Among the entries below, one stretch runs from the line that contains "URL is required" through the line that contains "let parsed_url = pr::parse_pr_url(pr_url)?;". Repeat that stretch exactly, ends included, and only that.

==============================

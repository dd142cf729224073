mod config;
mod diff;
mod filter;
mod pr;
mod render;

use clap::Parser;
use std::path::PathBuf;
use tracing::{debug, info, info_span};
use tracing_subscriber::EnvFilter;

use filter::StatusFilter;
use pr::PrSource;
use render::{OutputFormat, RenderOptions, ViewMode};

/// PR Diff Deck — CLI tool that takes a GitHub Pull Request URL and shows
/// every changed file as a side-by-side (or unified) diff.
#[derive(Parser, Debug)]
#[command(name = "pr-diff-deck", version, about)]
struct Cli {
    /// GitHub Pull Request URL (e.g., https://github.com/org/repo/pull/42)
    ///
    /// Not required when --mock or --patch-file is used.
    pr_url: Option<String>,

    /// Use a built-in mock PR for demo purposes (no GitHub token needed)
    #[arg(long, conflicts_with_all = ["pr_url", "patch_file"])]
    r#mock: bool,

    /// Read `git diff` output (or a single patch) from a local file
    #[arg(long, conflicts_with = "pr_url")]
    patch_file: Option<PathBuf>,

    /// Side-by-side or single-column rows
    #[arg(long, value_enum, default_value_t = ViewMode::Split)]
    view: ViewMode,

    /// Output format; defaults to markdown when --output is given, terminal otherwise
    #[arg(long, value_enum)]
    format: Option<OutputFormat>,

    /// Only show files with this status
    #[arg(long, value_enum, default_value_t = StatusFilter::All)]
    status: StatusFilter,

    /// Only show files whose path contains this text (case-insensitive)
    #[arg(long, default_value = "")]
    search: String,

    /// Show file cards without their diffs
    #[arg(long)]
    collapsed: bool,

    /// Optional output file path for markdown or JSON output
    #[arg(short, long)]
    output: Option<PathBuf>,
}

#[tokio::main]
async fn main() -> Result<(), Box<dyn std::error::Error>> {
    tracing_subscriber::fmt()
        .with_env_filter(EnvFilter::from_default_env())
        .with_target(true)
        .with_writer(std::io::stderr)
        .init();

    let cli = Cli::parse();

    info!("loading configuration");
    let config = config::Config::load()?;

    let source: Box<dyn PrSource> = if cli.r#mock {
        info!("using mock PR data for demo");
        Box::new(pr::FixtureSource::new(&config))
    } else if let Some(path) = cli.patch_file.clone() {
        info!(path = %path.display(), "reading patch file");
        Box::new(pr::PatchFileSource::new(path, &config))
    } else {
        let pr_url = cli.pr_url.as_deref().ok_or(
            "PR URL is required unless --mock or --patch-file is used. Usage: pr-diff-deck <URL> or pr-diff-deck --mock",
        )?;
        info!("parsing PR URL");
        let parsed_url = pr::parse_pr_url(pr_url)?;
        debug!(owner = %parsed_url.owner, repo = %parsed_url.repo, pr = parsed_url.pr_number, "parsed PR URL");
        Box::new(pr::GitHubSource::new(parsed_url, config.clone()))
    };

    let _main_span = info_span!("pr_diff", source = source.name()).entered();

    info!("loading pull request");
    let pull_request = source.load().await?;
    info!(files = pull_request.files.len(), "loaded changed files");

    let options = RenderOptions {
        view: cli.view,
        collapsed: cli.collapsed,
        status: cli.status,
        query: cli.search,
        column_width: config.viewer.column_width,
        large_pr_threshold: config.viewer.large_pr_threshold,
    };

    info!("laying out diffs");
    let view = render::build(&pull_request, &options);

    let format = cli.format.unwrap_or(if cli.output.is_some() {
        OutputFormat::Markdown
    } else {
        OutputFormat::Terminal
    });
    render::output(&view, format, cli.output.as_deref())?;
    info!(shown = view.files.len(), total = view.total_files, "done");

    Ok(())
}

==============================

Response:
            "PR URL is required unless --mock or --patch-file is used. Usage: pr-diff-deck <URL> or pr-diff-deck --mock",
        )?;
        info!("parsing PR URL");
        let parsed_url = pr::parse_pr_url(pr_url)?;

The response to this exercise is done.